The Matthias Church is one of Budapest’s most important churches. Many of Hungary’s kings were coronated here, and the church is home to important tombs and ecclesiastical treasures.
Officially known as The Church of Our Lady (Nagyboldogasszony templom), Budapest’s St. Matthias Church, like many of the city’s ecclesiastical structures, has a long and complicated history.
Construction
Matthias Church was built in 1255 along Trinity Square, in the heart of the Castle District, and was Buda’s first parish church. However, the original church structure changed many times as it was constantly being renovated and refashioned in the popular architectural style of each era.

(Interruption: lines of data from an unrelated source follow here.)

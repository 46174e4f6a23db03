//! Tokio runtime for one chat session.
//!
//! [`spawn_runtime`] starts an actor that owns the connection state machine.
//! Transport callbacks, reachability changes, lifecycle calls and timer
//! expiries all arrive on one input queue and are applied in order. The
//! actor stops, closing the transport, once every [`SessionHandle`] is gone
//! or [`SessionHandle::shutdown`] is called.

use std::{sync::Arc, time::Duration};

use chatsdk_core::{
    AppState, Connection, ConnectionStateMachine, EventStream, Reachability, SessionChannelError,
    SessionChannels, SessionContext, SessionEffect, SessionError, SessionInput, SessionPresenter,
    TransportEvent, User,
};
use chatsdk_platform::{
    BackgroundExecution, ReachabilityMonitor, ReachabilitySink, StreamTransport,
    TransportEventSink,
};
use tokio::{
    sync::{mpsc, watch},
    task::JoinHandle,
    time,
};
use tokio_util::sync::{CancellationToken, DropGuard};
use tracing::{debug, info, warn};

pub mod background;
pub mod config;
pub mod heartbeat;
pub mod submit;

pub use background::BackgroundGracePolicy;
pub use config::{ConfigError, SessionConfig};
pub use heartbeat::HeartbeatScheduler;
pub use submit::{GuardedSubmitter, RequestSubmitter};

/// Host implementations the runtime drives.
#[derive(Clone)]
pub struct SessionPlatform {
    pub transport: Arc<dyn StreamTransport>,
    pub reachability: Arc<dyn ReachabilityMonitor>,
    pub background: Arc<dyn BackgroundExecution>,
}

/// Cheap, cloneable entry point into a running session.
///
/// Dropping the last clone shuts the session down.
#[derive(Clone, Debug)]
pub struct SessionHandle {
    channels: SessionChannels,
    shutdown: CancellationToken,
    _stop_on_drop: Arc<DropGuard>,
}

impl SessionHandle {
    /// Arm the session and connect as soon as network and foreground allow.
    ///
    /// This is also the only way out of `Connection::Disconnected`.
    pub fn connect(&self) -> Result<(), SessionChannelError> {
        self.channels.submit(SessionInput::Connect)
    }

    pub fn disconnect(&self) -> Result<(), SessionChannelError> {
        self.channels.submit(SessionInput::Disconnect)
    }

    pub fn enter_background(&self) -> Result<(), SessionChannelError> {
        self.channels
            .submit(SessionInput::Lifecycle(AppState::Background))
    }

    pub fn enter_foreground(&self) -> Result<(), SessionChannelError> {
        self.channels
            .submit(SessionInput::Lifecycle(AppState::Foreground))
    }

    /// Snapshot of the current connection state.
    pub fn connection(&self) -> Connection {
        self.channels.connection()
    }

    pub fn subscribe_connection(&self) -> watch::Receiver<Connection> {
        self.channels.subscribe_connection()
    }

    pub fn subscribe_user(&self) -> watch::Receiver<Option<User>> {
        self.channels.subscribe_user()
    }

    pub fn subscribe_events(&self) -> EventStream {
        self.channels.subscribe_events()
    }

    /// New paginated list gated on this session's connection.
    pub fn presenter<T>(&self) -> SessionPresenter<T> {
        SessionPresenter::new(self.channels.subscribe_connection())
    }

    /// Wrap `inner` so it only submits while this session is connected.
    pub fn guard<S: RequestSubmitter>(&self, inner: S) -> GuardedSubmitter<S> {
        GuardedSubmitter::new(inner, self.channels.subscribe_connection())
    }

    /// Stop the runtime: close the transport, cancel every timer and stop
    /// observing reachability. Other clones of this handle stop working too.
    pub fn shutdown(&self) {
        self.shutdown.cancel();
    }
}

/// Spawn the session actor on the current tokio runtime.
pub fn spawn_runtime(
    config: &SessionConfig,
    platform: SessionPlatform,
    context: SessionContext,
) -> SessionHandle {
    let (channels, input_rx) = SessionChannels::new(config.event_buffer);
    channels.publish_user(context.current_user().cloned());

    // observe before taking the snapshot so no change slips between the two
    platform
        .reachability
        .start_observing(reachability_sink(&channels));
    let _ = channels.submit(SessionInput::Reachability(
        platform.reachability.current(),
    ));

    let shutdown = CancellationToken::new();
    let runtime = SessionRuntime::new(config, platform, context, channels.clone(), input_rx);
    let stop = shutdown.child_token();
    tokio::spawn(async move {
        runtime.run(stop).await;
    });

    SessionHandle {
        channels,
        _stop_on_drop: Arc::new(shutdown.clone().drop_guard()),
        shutdown,
    }
}

struct ReconnectTimer {
    attempt_id: u64,
    cancel: CancellationToken,
    task: JoinHandle<()>,
}

struct SessionRuntime {
    channels: SessionChannels,
    input_rx: mpsc::UnboundedReceiver<SessionInput>,
    machine: ConnectionStateMachine,
    platform: SessionPlatform,
    heartbeat: HeartbeatScheduler,
    grace: BackgroundGracePolicy,
    reconnect: Option<ReconnectTimer>,
}

impl SessionRuntime {
    fn new(
        config: &SessionConfig,
        platform: SessionPlatform,
        context: SessionContext,
        channels: SessionChannels,
        input_rx: mpsc::UnboundedReceiver<SessionInput>,
    ) -> Self {
        Self {
            machine: ConnectionStateMachine::new(context, config.machine_settings()),
            heartbeat: HeartbeatScheduler::new(config.heartbeat_interval),
            grace: BackgroundGracePolicy::new(
                config.background_grace,
                Arc::clone(&platform.background),
            ),
            platform,
            channels,
            input_rx,
            reconnect: None,
        }
    }

    async fn run(mut self, stop: CancellationToken) {
        info!("session runtime started");
        loop {
            let input = tokio::select! {
                biased;
                () = stop.cancelled() => break,
                input = self.input_rx.recv() => match input {
                    Some(input) => input,
                    None => break,
                },
            };
            for effect in self.machine.handle(input) {
                self.apply(effect);
            }
        }
        self.stop();
    }

    /// Tear the session down the same way a deliberate disconnect does.
    fn stop(&mut self) {
        for effect in self.machine.handle(SessionInput::Disconnect) {
            self.apply(effect);
        }
        self.cancel_reconnect();
        self.heartbeat.suspend();
        self.platform.reachability.stop_observing();
        info!("session runtime stopped");
    }

    fn apply(&mut self, effect: SessionEffect) {
        match effect {
            SessionEffect::ConnectionChanged(connection) => {
                info!(state = connection.label(), "connection changed");
                self.channels.publish_connection(connection);
            }
            SessionEffect::OpenTransport { stream_id } => {
                let sink = transport_sink(&self.channels, stream_id);
                if let Err(err) = self.platform.transport.connect(sink) {
                    warn!(stream_id, error = %err, "transport connect failed");
                    let _ = self.channels.submit(SessionInput::Transport {
                        stream_id,
                        event: TransportEvent::Disconnected {
                            error: Some(SessionError::transport(err.to_string())),
                        },
                    });
                }
            }
            SessionEffect::CloseTransport => self.platform.transport.disconnect(),
            SessionEffect::ResumeHeartbeat => self
                .heartbeat
                .resume(Arc::clone(&self.platform.transport)),
            SessionEffect::SuspendHeartbeat => self.heartbeat.suspend(),
            SessionEffect::BeginBackgroundGrant { grant_id } => {
                self.grace.begin(grant_id, self.channels.input_sender())
            }
            SessionEffect::EndBackgroundGrant { grant_id } => self.grace.end(grant_id),
            SessionEffect::StartReachabilityObservation => {
                debug!("resuming reachability observation");
                self.platform
                    .reachability
                    .start_observing(reachability_sink(&self.channels));
                let _ = self.channels.submit(SessionInput::Reachability(
                    self.platform.reachability.current(),
                ));
            }
            SessionEffect::StopReachabilityObservation => {
                debug!("stopping reachability observation");
                self.platform.reachability.stop_observing();
            }
            SessionEffect::ScheduleReconnect { attempt_id, delay } => {
                self.schedule_reconnect(attempt_id, delay)
            }
            SessionEffect::CancelReconnect => self.cancel_reconnect(),
            SessionEffect::Deliver(event) => self.channels.emit(event),
            SessionEffect::UserUpdated(user) => self.channels.publish_user(Some(user)),
        }
    }

    fn schedule_reconnect(&mut self, attempt_id: u64, delay: Duration) {
        self.cancel_reconnect();

        let cancel = CancellationToken::new();
        let cancel_child = cancel.child_token();
        let input_tx = self.channels.input_sender();
        let task = tokio::spawn(async move {
            tokio::select! {
                () = cancel_child.cancelled() => {}
                () = time::sleep(delay) => {
                    let _ = input_tx.send(SessionInput::ReconnectDue { attempt_id });
                }
            }
        });
        self.reconnect = Some(ReconnectTimer {
            attempt_id,
            cancel,
            task,
        });
    }

    fn cancel_reconnect(&mut self) {
        if let Some(timer) = self.reconnect.take() {
            debug!(attempt_id = timer.attempt_id, "cancelling reconnect timer");
            timer.cancel.cancel();
            timer.task.abort();
        }
    }
}

fn transport_sink(channels: &SessionChannels, stream_id: u64) -> TransportEventSink {
    let input_tx = channels.input_sender();
    Arc::new(move |event: TransportEvent| {
        let _ = input_tx.send(SessionInput::Transport { stream_id, event });
    })
}

fn reachability_sink(channels: &SessionChannels) -> ReachabilitySink {
    let input_tx = channels.input_sender();
    Arc::new(move |reachability: Reachability| {
        let _ = input_tx.send(SessionInput::Reachability(reachability));
    })
}
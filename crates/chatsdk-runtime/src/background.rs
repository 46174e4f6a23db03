//! Grace window between leaving foreground and tearing the session down.

use std::{sync::Arc, time::Duration};

use chatsdk_core::SessionInput;
use chatsdk_platform::{BackgroundExecution, BackgroundTaskToken};
use tokio::{sync::mpsc, task::JoinHandle, time};
use tokio_util::sync::CancellationToken;
use tracing::{debug, info, warn};

const BACKGROUND_TASK_NAME: &str = "chatsdk-session";

struct BackgroundGrant {
    grant_id: u64,
    deadline: time::Instant,
    cancel: CancellationToken,
    timer: JoinHandle<()>,
    token: Option<BackgroundTaskToken>,
}

/// Owns at most one outstanding background grant.
///
/// When the deadline fires, the timer reports `BackgroundDeadlineExpired` back
/// through the session input queue; the state machine decides what to tear down.
pub struct BackgroundGracePolicy {
    grace: Duration,
    executor: Arc<dyn BackgroundExecution>,
    grant: Option<BackgroundGrant>,
}

impl BackgroundGracePolicy {
    pub fn new(grace: Duration, executor: Arc<dyn BackgroundExecution>) -> Self {
        Self {
            grace,
            executor,
            grant: None,
        }
    }

    pub fn has_grant(&self) -> bool {
        self.grant.is_some()
    }

    pub fn deadline(&self) -> Option<time::Instant> {
        self.grant.as_ref().map(|grant| grant.deadline)
    }

    /// Start the grace timer and request OS extended execution.
    ///
    /// No-op while another grant is outstanding.
    pub fn begin(&mut self, grant_id: u64, input_tx: mpsc::UnboundedSender<SessionInput>) {
        if let Some(existing) = &self.grant {
            debug!(
                outstanding = existing.grant_id,
                requested = grant_id,
                "background grant already outstanding"
            );
            return;
        }

        let token = match self.executor.begin_background_task(BACKGROUND_TASK_NAME) {
            Ok(token) => Some(token),
            Err(err) => {
                warn!(error = %err, "extended execution unavailable; relying on grace timer");
                None
            }
        };

        let deadline = time::Instant::now() + self.grace;
        let cancel = CancellationToken::new();
        let cancel_child = cancel.child_token();
        let timer = tokio::spawn(async move {
            tokio::select! {
                () = cancel_child.cancelled() => {}
                () = time::sleep_until(deadline) => {
                    let _ = input_tx.send(SessionInput::BackgroundDeadlineExpired { grant_id });
                }
            }
        });

        info!(
            grant_id,
            grace_secs = self.grace.as_secs(),
            "background grace window started"
        );
        self.grant = Some(BackgroundGrant {
            grant_id,
            deadline,
            cancel,
            timer,
            token,
        });
    }

    /// Cancel the timer and release the OS grant for `grant_id`.
    pub fn end(&mut self, grant_id: u64) {
        match &self.grant {
            Some(grant) if grant.grant_id == grant_id => {}
            _ => {
                debug!(grant_id, "no matching background grant to end");
                return;
            }
        }
        self.release();
    }

    fn release(&mut self) {
        let Some(grant) = self.grant.take() else {
            return;
        };
        grant.cancel.cancel();
        grant.timer.abort();
        if let Some(token) = grant.token {
            self.executor.end_background_task(token);
        }
        debug!(grant_id = grant.grant_id, "background grant released");
    }
}

impl Drop for BackgroundGracePolicy {
    fn drop(&mut self) {
        self.release();
    }
}

#[cfg(test)]
mod tests {
    use chatsdk_platform::InMemoryBackgroundExecution;

    use super::*;

    fn policy(executor: &InMemoryBackgroundExecution) -> BackgroundGracePolicy {
        BackgroundGracePolicy::new(Duration::from_secs(300), Arc::new(executor.clone()))
    }

    #[tokio::test(start_paused = true)]
    async fn deadline_reports_expiry_through_input_queue() {
        let executor = InMemoryBackgroundExecution::default();
        let mut grace = policy(&executor);
        let (tx, mut rx) = mpsc::unbounded_channel();

        grace.begin(7, tx);
        assert_eq!(executor.active_tasks(), 1);

        time::sleep(Duration::from_secs(299)).await;
        assert!(rx.try_recv().is_err());

        time::sleep(Duration::from_secs(2)).await;
        assert_eq!(
            rx.try_recv(),
            Ok(SessionInput::BackgroundDeadlineExpired { grant_id: 7 })
        );
    }

    #[tokio::test(start_paused = true)]
    async fn second_begin_is_a_no_op() {
        let executor = InMemoryBackgroundExecution::default();
        let mut grace = policy(&executor);
        let (tx, _rx) = mpsc::unbounded_channel();

        grace.begin(1, tx.clone());
        let deadline = grace.deadline();
        time::sleep(Duration::from_secs(10)).await;
        grace.begin(2, tx);

        assert_eq!(executor.active_tasks(), 1);
        assert_eq!(grace.deadline(), deadline);
    }

    #[tokio::test(start_paused = true)]
    async fn end_cancels_timer_and_releases_token() {
        let executor = InMemoryBackgroundExecution::default();
        let mut grace = policy(&executor);
        let (tx, mut rx) = mpsc::unbounded_channel();

        grace.begin(3, tx);
        grace.end(2);
        assert!(grace.has_grant());

        grace.end(3);
        assert!(!grace.has_grant());
        assert_eq!(executor.active_tasks(), 0);

        time::sleep(Duration::from_secs(600)).await;
        assert!(rx.try_recv().is_err());
    }

    #[tokio::test(start_paused = true)]
    async fn timer_still_runs_without_os_support() {
        let executor = InMemoryBackgroundExecution::unsupported();
        let mut grace = policy(&executor);
        let (tx, mut rx) = mpsc::unbounded_channel();

        grace.begin(0, tx);
        time::sleep(Duration::from_secs(301)).await;
        assert!(rx.try_recv().is_ok());
    }
}
impl<D: FrameDecoder> ConnectionStateMachine<D> {
    pub fn with_decoder(context: SessionContext, settings: MachineSettings, decoder: D) -> Self {
        Self {
            connection: Connection::NotConnected,
            retry: RetryState::default(),
            context,
            parser: MessageParser::new(decoder),
            settings,
            app_state: AppState::Foreground,
            internet_available: false,
            wants_connection: false,
            handshake_done: false,
            heartbeat_running: false,
            reachability_observed: true,
            active_grant: None,
            next_grant_id: 0,
            pending_reconnect: None,
            next_attempt_id: 0,
            stream_id: 0,
        }
    }

    pub fn connection(&self) -> &Connection {
        &self.connection
    }

    pub fn retry_state(&self) -> &RetryState {
        &self.retry
    }

    pub fn context(&self) -> &SessionContext {
        &self.context
    }

    pub fn parser(&self) -> &MessageParser<D> {
        &self.parser
    }

    pub fn has_background_grant(&self) -> bool {
        self.active_grant.is_some()
    }

    /// Id of the most recently opened transport. Callbacks tagged with any
    /// other id are ignored.
    pub fn stream_id(&self) -> u64 {
        self.stream_id
    }

    pub fn handle(&mut self, input: SessionInput) -> Vec<SessionEffect> {
        let mut effects = Vec::new();
        match input {
            SessionInput::Connect => self.on_connect_requested(&mut effects),
            SessionInput::Disconnect => self.on_disconnect_requested(&mut effects),
            SessionInput::Lifecycle(AppState::Foreground) => self.on_foreground(&mut effects),
            SessionInput::Lifecycle(AppState::Background) => self.on_background(&mut effects),
            SessionInput::Reachability(reachability) => {
                self.on_reachability(reachability, &mut effects)
            }
            SessionInput::Transport { stream_id, event } if stream_id != self.stream_id => {
                debug!(
                    stream_id,
                    current = self.stream_id,
                    kind = event.label(),
                    "ignoring callback from a replaced transport"
                );
            }
            SessionInput::Transport { event, .. } => match event {
                TransportEvent::Connected => self.on_transport_connected(),
                TransportEvent::Disconnected { error } => {
                    self.on_transport_disconnected(error, &mut effects)
                }
                TransportEvent::Frame(frame) => self.on_frame(&frame, &mut effects),
            },
            SessionInput::BackgroundDeadlineExpired { grant_id } => {
                self.on_grant_expired(grant_id, &mut effects)
            }
            SessionInput::ReconnectDue { attempt_id } => {
                self.on_reconnect_due(attempt_id, &mut effects)
            }
        }
        effects
    }

    fn on_connect_requested(&mut self, effects: &mut Vec<SessionEffect>) {
        self.wants_connection = true;
        match self.connection {
            Connection::Connected { .. } | Connection::Connecting => {}
            Connection::NotConnected | Connection::Disconnected { .. } => {
                self.retry.clear();
                if self.can_connect() {
                    self.begin_connecting(effects);
                } else if matches!(self.connection, Connection::Disconnected { .. }) {
                    self.set_connection(Connection::NotConnected, effects);
                }
            }
        }
    }

    fn on_disconnect_requested(&mut self, effects: &mut Vec<SessionEffect>) {
        self.wants_connection = false;
        match self.connection {
            Connection::Connected { .. } | Connection::Connecting => {
                self.tear_down(effects);
                self.retry.clear();
                self.set_connection(Connection::NotConnected, effects);
            }
            Connection::Disconnected { .. } => {
                self.release_grant(effects);
                self.set_connection(Connection::NotConnected, effects);
            }
            Connection::NotConnected => self.release_grant(effects),
        }
    }

    fn on_foreground(&mut self, effects: &mut Vec<SessionEffect>) {
        self.app_state = AppState::Foreground;
        self.release_grant(effects);

        if !self.reachability_observed {
            // the fresh snapshot that follows decides whether to connect
            self.reachability_observed = true;
            self.internet_available = false;
            effects.push(SessionEffect::StartReachabilityObservation);
            return;
        }

        if matches!(self.connection, Connection::NotConnected) && self.can_connect() {
            self.begin_connecting(effects);
        }
    }

    fn on_background(&mut self, effects: &mut Vec<SessionEffect>) {
        self.app_state = AppState::Background;
        if self.connection.is_connected() {
            self.acquire_grant(effects);
        }
    }

    fn on_reachability(&mut self, reachability: Reachability, effects: &mut Vec<SessionEffect>) {
        self.internet_available = reachability == Reachability::Available;
        match reachability {
            Reachability::Available => {
                if matches!(self.connection, Connection::NotConnected) && self.can_connect() {
                    self.begin_connecting(effects);
                }
            }
            Reachability::Unavailable => {
                if self.connection.is_connected_or_connecting() {
                    info!("network unavailable; dropping stream connection");
                    self.tear_down(effects);
                    self.set_connection(Connection::NotConnected, effects);
                }
            }
        }
    }

    fn on_transport_connected(&mut self) {
        if matches!(self.connection, Connection::Connecting) {
            debug!("transport handshake complete; waiting for health check");
            self.handshake_done = true;
        } else {
            debug!(
                state = self.connection.label(),
                "ignoring transport connect outside connecting state"
            );
        }
    }

    fn on_transport_disconnected(
        &mut self,
        error: Option<SessionError>,
        effects: &mut Vec<SessionEffect>,
    ) {
        if !self.connection.is_connected_or_connecting() {
            debug!(
                state = self.connection.label(),
                "ignoring transport disconnect"
            );
            return;
        }

        let envelope = self.parser.take_last_json_error();
        self.suspend_heartbeat(effects);
        self.release_grant(effects);
        self.cancel_reconnect(effects);
        self.context.clear_connection_id();
        self.handshake_done = false;

        let Some(transport_error) = error else {
            debug!("transport closed cleanly");
            self.retry.reset_failures();
            self.set_connection(Connection::NotConnected, effects);
            return;
        };

        let cause = envelope.map(SessionError::from).unwrap_or(transport_error);
        if cause.is_retryable() {
            let retry_after = cause.retry_after_ms;
            let failures = self.retry.record_failure(cause);
            let delay = self
                .settings
                .reconnect
                .delay_after_failures(failures, retry_after);
            let attempt_id = self.next_attempt_id;
            self.next_attempt_id += 1;
            self.pending_reconnect = Some(attempt_id);
            info!(
                failures,
                delay_ms = delay.as_millis() as u64,
                "retryable disconnect; scheduling reconnect"
            );
            self.set_connection(Connection::Connecting, effects);
            effects.push(SessionEffect::ScheduleReconnect { attempt_id, delay });
        } else {
            warn!(code = %cause.code, "session stopped by non-retryable error");
            self.wants_connection = false;
            self.retry.reset_failures();
            self.set_connection(Connection::Disconnected { error: cause }, effects);
        }
    }

    fn on_frame(&mut self, frame: &Frame, effects: &mut Vec<SessionEffect>) {
        if !self.connection.is_connected_or_connecting() {
            debug!(
                state = self.connection.label(),
                "dropping frame received while offline"
            );
            return;
        }

        match self.parser.parse_frame(frame) {
            ParseOutcome::Event(event) => {
                self.retry.reset_failures();
                self.apply_event(&event, effects);
                effects.push(SessionEffect::Deliver(event));
            }
            ParseOutcome::Duplicate(event) => {
                self.retry.reset_failures();
                self.apply_event(&event, effects);
            }
            ParseOutcome::ServerError(error) => {
                warn!(
                    code = error.code,
                    status = ?error.status_code,
                    message = %error.message,
                    "server sent error envelope"
                );
            }
            ParseOutcome::Undecodable(error) => {
                let failures = self.parser.consecutive_decode_failures();
                let threshold = self.settings.decode_failure_warn_threshold.max(1);
                if failures % threshold == 0 {
                    warn!(failures, error = %error, "repeated undecodable frames");
                } else {
                    debug!(error = %error, "ignoring undecodable frame");
                }
            }
        }
    }

    fn apply_event(&mut self, event: &Event, effects: &mut Vec<SessionEffect>) {
        match event {
            Event::HealthCheck { connection_id, me } => {
                if !matches!(self.connection, Connection::Connecting) || connection_id.is_empty() {
                    return;
                }
                if !self.handshake_done {
                    debug!("health check before transport handshake; still connecting");
                    return;
                }
                let Some(user) = me.clone() else {
                    debug!("health check without identity; still connecting");
                    return;
                };
                if self.pending_reconnect.is_some() {
                    return;
                }
                self.establish(connection_id.clone(), user, effects);
            }
            Event::NotificationMutesUpdated { me } => {
                if self.context.refresh_user(me) {
                    debug!(mutes = me.mutes.len(), "mute list updated for current user");
                    effects.push(SessionEffect::UserUpdated(me.clone()));
                }
            }
            Event::Other { .. } => {}
        }
    }

    fn establish(&mut self, connection_id: String, user: User, effects: &mut Vec<SessionEffect>) {
        info!(connection_id = %connection_id, user_id = %user.id, "session connected");
        self.retry.reset_failures();
        self.context.bind(connection_id.clone(), user.clone());
        self.set_connection(
            Connection::Connected {
                connection_id,
                user: user.clone(),
            },
            effects,
        );
        effects.push(SessionEffect::UserUpdated(user));
        self.heartbeat_running = true;
        effects.push(SessionEffect::ResumeHeartbeat);
        if self.app_state == AppState::Background {
            self.acquire_grant(effects);
        }
    }

    fn on_grant_expired(&mut self, grant_id: u64, effects: &mut Vec<SessionEffect>) {
        if self.active_grant != Some(grant_id) {
            debug!(grant_id, "ignoring stale background deadline");
            return;
        }

        info!(grant_id, "background grace window elapsed; forcing disconnect");
        self.release_grant(effects);
        if self.connection.is_connected_or_connecting() {
            self.tear_down(effects);
            self.set_connection(Connection::NotConnected, effects);
        }
        self.reachability_observed = false;
        effects.push(SessionEffect::StopReachabilityObservation);
    }

    fn on_reconnect_due(&mut self, attempt_id: u64, effects: &mut Vec<SessionEffect>) {
        if self.pending_reconnect != Some(attempt_id)
            || !matches!(self.connection, Connection::Connecting)
        {
            debug!(attempt_id, "ignoring stale reconnect timer");
            return;
        }
        self.pending_reconnect = None;

        if self.internet_available {
            debug!(attempt_id, "reconnecting");
            self.open_transport(effects);
        } else {
            self.set_connection(Connection::NotConnected, effects);
        }
    }

    fn can_connect(&self) -> bool {
        self.wants_connection && self.internet_available && self.app_state == AppState::Foreground
    }

    fn begin_connecting(&mut self, effects: &mut Vec<SessionEffect>) {
        self.set_connection(Connection::Connecting, effects);
        self.open_transport(effects);
    }

    fn open_transport(&mut self, effects: &mut Vec<SessionEffect>) {
        self.parser.reset();
        self.handshake_done = false;
        self.stream_id += 1;
        effects.push(SessionEffect::OpenTransport {
            stream_id: self.stream_id,
        });
    }

    /// Stop timers before the connection id is cleared, then close the socket.
    fn tear_down(&mut self, effects: &mut Vec<SessionEffect>) {
        self.suspend_heartbeat(effects);
        self.release_grant(effects);
        self.cancel_reconnect(effects);
        self.context.clear_connection_id();
        self.handshake_done = false;
        effects.push(SessionEffect::CloseTransport);
    }

    fn suspend_heartbeat(&mut self, effects: &mut Vec<SessionEffect>) {
        if self.heartbeat_running {
            self.heartbeat_running = false;
            effects.push(SessionEffect::SuspendHeartbeat);
        }
    }

    fn cancel_reconnect(&mut self, effects: &mut Vec<SessionEffect>) {
        if self.pending_reconnect.take().is_some() {
            effects.push(SessionEffect::CancelReconnect);
        }
    }

    fn acquire_grant(&mut self, effects: &mut Vec<SessionEffect>) {
        if self.active_grant.is_some() {
            return;
        }
        let grant_id = self.next_grant_id;
        self.next_grant_id += 1;
        self.active_grant = Some(grant_id);
        effects.push(SessionEffect::BeginBackgroundGrant { grant_id });
    }

    fn release_grant(&mut self, effects: &mut Vec<SessionEffect>) {
        if let Some(grant_id) = self.active_grant.take() {
            effects.push(SessionEffect::EndBackgroundGrant { grant_id });
        }
    }

    fn set_connection(&mut self, next: Connection, effects: &mut Vec<SessionEffect>) {
        debug!(
            from = self.connection.label(),
            to = next.label(),
            "connection transition"
        );
        self.connection = next.clone();
        effects.push(SessionEffect::ConnectionChanged(next));
    }
}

The church takes its more common name from King Matthias, who ruled from 1458-90, well-known as a patron of the arts and enlightenment and revered for reconstructing the Hungarian state after years upon years of feudal anarchy.
Fall into Decay
In 1541, when the Turks captured Buda, The Church of Our Lady became a mosque. The ruling regime shipped precious ecclesiastical treasures off to Bratislava and, appallingly, whitewashed over the ornate frescoes that graced the walls of the church. Beautiful interior furnishings were stripped out and discarded.
The church was ravaged during the liberation of Budapest from the Turks in 1686. The story goes that during the bombardment of Budapest by a European alliance, a wall of the church collapsed, revealing a sculpture of the Madonna to the praying Turks. Demoralized, they capitulated the following day.
The new occupants, the Jesuits, made attempts to restore the church in the popular Baroque style of the era. Most consider the attempts a failure.
Reconstruction
In the late nineteenth century, architect Frigyes Schulek is credited with largely restoring St. Matthias Church to its original splendor. Schulek, who also built the nearby Fisherman’s Bastion, adhered to the original thirteenth-century plans for the church and also uncovered a number of original Gothic elements lost for centuries. He added magnificent diamond patterned roof tiles and gargoyles, which visitors can still admire today. The reconstruction was completed in 1896.
Exterior
Very little remains of the original church, only the foundations, columns and some walls date back to the thirteenth century.
The smallest tower is known as the Béla Tower and is named after the founder of the church, king Béla IV, under whose reign the church was built. Its roof is decorated with colorful Majolica tiles. The main portal is decorated with bas-reliefs created by Lajos Lantai. Above the portal is a large neo-Gothic rose window, an exact replica of the original window.
The tallest tower is the Matthias-tower, originally built in the fifteenth century and named after the ruler of that era, King Matthias Corvinus. His coat of arms, emblazoned with a raven (corvus in Latin), is shown inside the church. Visitors enter the church via the Mary Portal, which is decorated with an exquisite Gothic relief, painstakingly reconstructed by Frigyes from original pieces.
Interior
The interior of the Matthias Church is magnificently decorated with colorful patterns and motifs that were found on original stone fragments. The frescoes on the wall were created by the two most important historical painters of the era, Bertalan Székely and Károly Lotz. They were also responsible for the magnificent stained-glass windows.
One of the highlights inside is the main altar, decorated with a neo-Gothic Triptych. The Loreto Chapel, beneath the South Tower, holds the statue of the Baroque Madonna, a replica of the original in the Italian village of Loreto.
The most magnificent monument in the church is the double sarcophagus of king Béla III and his wife Anne de Châtillon in the Trinity Chapel. The twelfth-century king was originally buried in Székesfehérvár; in 1848 archaeologists found his remains in the city’s ruined cathedral and transported it to the Matthias Church in 1860.
The church also has some relics and treasures, including the Matthias Chalice and a replica of the Hungarian Royal Crown (the original is on display in the Parliament Building).